Entrez dans le programme Titre IV-E. Le programme Titre IV-E, créé en 1980 en tant qu’amendement à la loi sur la sécurité sociale, accorde des subventions fédérales aux programmes de formation en travail social dans le but de former le personnel de la police familiale. Au titre du titre IV-E, les étudiants en travail social reçoivent une aide financière importante pour les diplômes BSW et MSW s’ils se spécialisent dans la formation et les cours en matière de protection de l’enfance et travaillent pour des agences de protection de l’enfance pendant une durée spécifique après l’obtention de leur diplôme. Si les diplômés ne respectent pas leurs engagements post-études sur le lieu de travail, ils peuvent être tenus de rembourser l’aide financière.

Des décennies d’austérité dans l’enseignement supérieur et les services sociaux ont créé un dilemme éthique au sein des programmes de travail social où les étudiants sont confrontés soit à un lourd fardeau d’endettement, soit à un programme d’aide financière destiné à contraindre les travailleurs sociaux à participer à un système injuste, avec une grande moralité. blessure. De plus, la pression exercée pour maintenir les subventions du titre IV-E peut avoir un effet dissuasif sur la liberté académique.

« Les professeurs qui gèrent le programme IV-E dans mon collège ont estimé que ma position d’abolitionniste à l’égard du système de police familiale et mon travail au sein du mouvement upEND mettaient potentiellement en danger leur réception de subventions. Il n’y avait aucune preuve à l’appui de cela, mais ils pensaient que leur subvention pourrait peut-être être menacée à un moment donné », a déclaré Dettlaff. Vérité. « Les inscriptions à notre programme IV-E ont diminué de manière assez significative au cours des quatre dernières années. Cependant, les inscriptions dans notre collège ont considérablement augmenté au fil des ans. Ce sont donc précisément les inscriptions à ce programme qui ont diminué.
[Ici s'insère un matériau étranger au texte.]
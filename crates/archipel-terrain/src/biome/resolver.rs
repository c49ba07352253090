//! Island-relative biome resolver.
//!
//! Queries arrive on the host's downscaled biome grid (one sample per
//! `scale_factor` blocks along each horizontal axis). The resolver scales
//! them back to block space, finds the owning island, and picks a band from
//! the table of the quadrant the point lies in.

use archipel_config::IslandConfig;

use super::{Quadrant, QuadrantTables, TerrainCategory, quadrant_tables};
use crate::lattice::{IslandCenter, IslandLattice, LatticeError};

/// Everything the resolver derived for one query.
#[derive(Clone, Copy, Debug, PartialEq)]
pub struct BiomeSample {
    /// Resolved category.
    pub category: TerrainCategory,
    /// Owning island center in block coordinates.
    pub center: IslandCenter,
    /// Quadrant of the point relative to `center`.
    pub quadrant: Quadrant,
    /// Squared distance to `center` divided by the squared island radius.
    pub normalized_distance: f64,
}

/// Maps coordinates to terrain categories around the nearest island.
///
/// Holds no mutable state, so one instance can serve any number of threads.
#[derive(Clone, Copy, Debug)]
pub struct IslandBiomeResolver {
    lattice: IslandLattice,
    scale_factor: i32,
    tables: &'static QuadrantTables,
}

impl IslandBiomeResolver {
    /// Creates a resolver over `lattice`, scaling query coordinates by `scale_factor`.
    pub fn new(lattice: IslandLattice, scale_factor: i32) -> Self {
        Self {
            lattice,
            scale_factor,
            tables: quadrant_tables(),
        }
    }

    /// Builds the lattice and resolver from island settings.
    pub fn from_config(config: &IslandConfig) -> Result<Self, LatticeError> {
        let lattice = IslandLattice::from_config(config)?;
        tracing::debug!(
            distance = lattice.distance(),
            offset_x = config.offset_x,
            offset_z = config.offset_z,
            rounding = ?config.rounding,
            "Island biome resolver ready"
        );
        Ok(Self::new(lattice, config.scale_factor))
    }

    /// The underlying lattice.
    pub fn lattice(&self) -> &IslandLattice {
        &self.lattice
    }

    /// Ratio between block coordinates and query coordinates.
    pub fn scale_factor(&self) -> i32 {
        self.scale_factor
    }

    /// Category at downscaled coordinate `(x, y, z)`.
    ///
    /// `y` is accepted for the host contract; categories do not vary with height.
    pub fn resolve(&self, x: i32, _y: i32, z: i32) -> TerrainCategory {
        let scale = i64::from(self.scale_factor);
        self.sample_block(i64::from(x) * scale, i64::from(z) * scale)
            .category
    }

    /// Full derivation for the block at `(x, z)`, already in block space.
    pub fn sample_block(&self, x: i64, z: i64) -> BiomeSample {
        let center = self.lattice.nearest_island_center(x, z);
        let dx = x - center.x;
        let dz = z - center.z;

        let dist_sq = (dx as f64) * (dx as f64) + (dz as f64) * (dz as f64);
        let radius = i64::from(self.lattice.distance());
        let normalized_distance = dist_sq / (radius * radius) as f64;

        let quadrant = Quadrant::classify(dx, dz);
        BiomeSample {
            category: self.tables.lookup(quadrant, normalized_distance),
            center,
            quadrant,
            normalized_distance,
        }
    }

    /// Center of the island owning block `(x, z)`.
    pub fn nearest_island_center(&self, x: i64, z: i64) -> IslandCenter {
        self.lattice.nearest_island_center(x, z)
    }
}

#[cfg(test)]
mod tests {
    use super::*;
    use crate::biome::{BANDS_PER_QUADRANT, DEFAULT_CATEGORY};
    use archipel_config::RoundingRule;

    fn resolver(distance: i32) -> IslandBiomeResolver {
        let lattice = IslandLattice::new(distance, 0, 0, RoundingRule::HalfUp).unwrap();
        IslandBiomeResolver::new(lattice, 4)
    }

    #[test]
    fn test_reference_query() {
        // x=112 on the biome grid is block 448; the owning island sits at 400.
        let resolver = resolver(100);
        let sample = resolver.sample_block(448, 448);
        assert_eq!(sample.center, IslandCenter::new(400, 400));
        assert_eq!(sample.quadrant, Quadrant::SouthEast);
        // 48² + 48² = 4608, / 100² = 0.4608 -> SE band 0.49 (warped forest).
        assert!((sample.normalized_distance - 0.4608).abs() < 1e-12);
        assert_eq!(sample.category, TerrainCategory::WarpedForest);
        assert_eq!(resolver.resolve(112, 64, 112), TerrainCategory::WarpedForest);
    }

    #[test]
    fn test_center_uses_first_band() {
        let resolver = resolver(100);
        // dx = dz = 0 is the north-west quadrant by the zero convention.
        let sample = resolver.sample_block(400, -200);
        assert_eq!(sample.quadrant, Quadrant::NorthWest);
        assert_eq!(sample.normalized_distance, 0.0);
        let first = quadrant_tables().table(Quadrant::NorthWest).bands()[0].1;
        assert_eq!(sample.category, first);
    }

    #[test]
    fn test_southeast_corner_uses_outermost_band() {
        let resolver = resolver(100);
        // (99, 99) from center: d = 1.9602 -> SE band 1.99 (crimson forest).
        let sample = resolver.sample_block(99, 99);
        assert_eq!(sample.quadrant, Quadrant::SouthEast);
        assert_eq!(sample.category, TerrainCategory::CrimsonForest);
        let table = quadrant_tables().table(Quadrant::SouthEast);
        assert_eq!(table.band_index(sample.normalized_distance), Some(8));
    }

    #[test]
    fn test_point_past_last_band_resolves_to_default() {
        // The offset is applied after rounding, so (0, 0) is owned by the
        // island at (-150, -150): dx = dz = 150, d = 4.5.
        let lattice = IslandLattice::new(100, -150, -150, RoundingRule::HalfUp).unwrap();
        let resolver = IslandBiomeResolver::new(lattice, 4);
        let sample = resolver.sample_block(0, 0);
        assert_eq!(sample.center, IslandCenter::new(-150, -150));
        assert_eq!(sample.quadrant, Quadrant::SouthEast);
        assert!(
            (sample.normalized_distance - 4.5).abs() < 1e-12,
            "d = {}",
            sample.normalized_distance
        );
        assert_eq!(sample.category, DEFAULT_CATEGORY);
        assert_eq!(resolver.resolve(0, 0, 0), DEFAULT_CATEGORY);
    }

    #[test]
    fn test_height_is_ignored() {
        let resolver = resolver(64);
        for y in [-64, 0, 63, 320] {
            assert_eq!(resolver.resolve(13, y, -7), resolver.resolve(13, 0, -7));
        }
    }

    #[test]
    fn test_resolve_is_deterministic() {
        let a = resolver(80);
        let b = resolver(80);
        for x in -100..100 {
            for z in (-100..100).step_by(3) {
                assert_eq!(a.resolve(x, 0, z), b.resolve(x, 0, z), "({x}, {z})");
                assert_eq!(a.resolve(x, 0, z), a.resolve(x, 0, z));
            }
        }
    }

    #[test]
    fn test_every_island_looks_the_same() {
        let resolver = resolver(50);
        let pitch = resolver.lattice().pitch();
        for dx in -49..50_i64 {
            for dz in (-49..50_i64).step_by(7) {
                let home = resolver.sample_block(dx, dz).category;
                let away = resolver.sample_block(3 * pitch + dx, -2 * pitch + dz).category;
                assert_eq!(home, away, "offset ({dx}, {dz})");
            }
        }
    }

    #[test]
    fn test_bands_monotonic_along_ray() {
        let resolver = resolver(100);
        for (sx, sz) in [(1_i64, -1_i64), (-1, -1), (1, 1), (-1, 1)] {
            let tables = quadrant_tables();
            let mut previous = 0;
            for step in 1..100 {
                let sample = resolver.sample_block(sx * step, sz * step);
                let idx = tables
                    .table(sample.quadrant)
                    .band_index(sample.normalized_distance)
                    .unwrap_or(BANDS_PER_QUADRANT);
                assert!(idx >= previous, "ray ({sx}, {sz}) step {step}");
                previous = idx;
            }
        }
    }

    #[test]
    fn test_offset_moves_rings() {
        let lattice = IslandLattice::new(100, 40, 0, RoundingRule::HalfUp).unwrap();
        let shifted = IslandBiomeResolver::new(lattice, 4);
        let plain = resolver(100);
        assert_eq!(shifted.sample_block(40, 0).center, IslandCenter::new(40, 0));
        assert_eq!(
            shifted.sample_block(60, 20).category,
            plain.sample_block(20, 20).category
        );
    }

    #[test]
    fn test_concurrent_reads() {
        let resolver = resolver(64);
        let expected: Vec<_> = (0..256).map(|i| resolver.resolve(i, 0, -i)).collect();
        std::thread::scope(|scope| {
            for _ in 0..4 {
                scope.spawn(|| {
                    for (i, want) in expected.iter().enumerate() {
                        let i = i as i32;
                        assert_eq!(resolver.resolve(i, 0, -i), *want);
                    }
                });
            }
        });
    }
}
Mais ces deux choses – les inquiétudes concernant la perte de l’argent de la subvention et la baisse des inscriptions au programme de formation en protection de l’enfance – sont en partie les raisons pour lesquelles j’ai été démis de mes fonctions de doyen. Dettlaff a partagé davantage sur ses opinions abolitionnistes et les décisions politiques qui ont conduit à sa de son poste de doyen lors de ce webinaire de janvier organisé par le programme de travail social de l’Université du Michigan.

Lorsqu’il est contacté par Vérité pour sa réponse à l’affirmation de Dettlaff selon laquelle son renvoi était le résultat de son travail abolitionniste et de ses inquiétudes concernant la perte de subventions, un représentant de l’Université de Houston a déclaré : « Un travail remarquable est en cours au Graduate College of Social Work et au Graduate College of Social Work. L’université reconnaît la grande estime que le collège occupe dans la communauté du travail social. L’université ne croyait pas qu’Alan Dettlaff était la meilleure personne pour continuer à faire progresser le collège en tant que doyen. Nous envisageons activement plusieurs options pour un doyen par intérim du GCSW, mais savons également que le collège continue de progresser sous la direction des doyennes associées Sarah Narendorf, Suzanne Pritzker et Samira Ali.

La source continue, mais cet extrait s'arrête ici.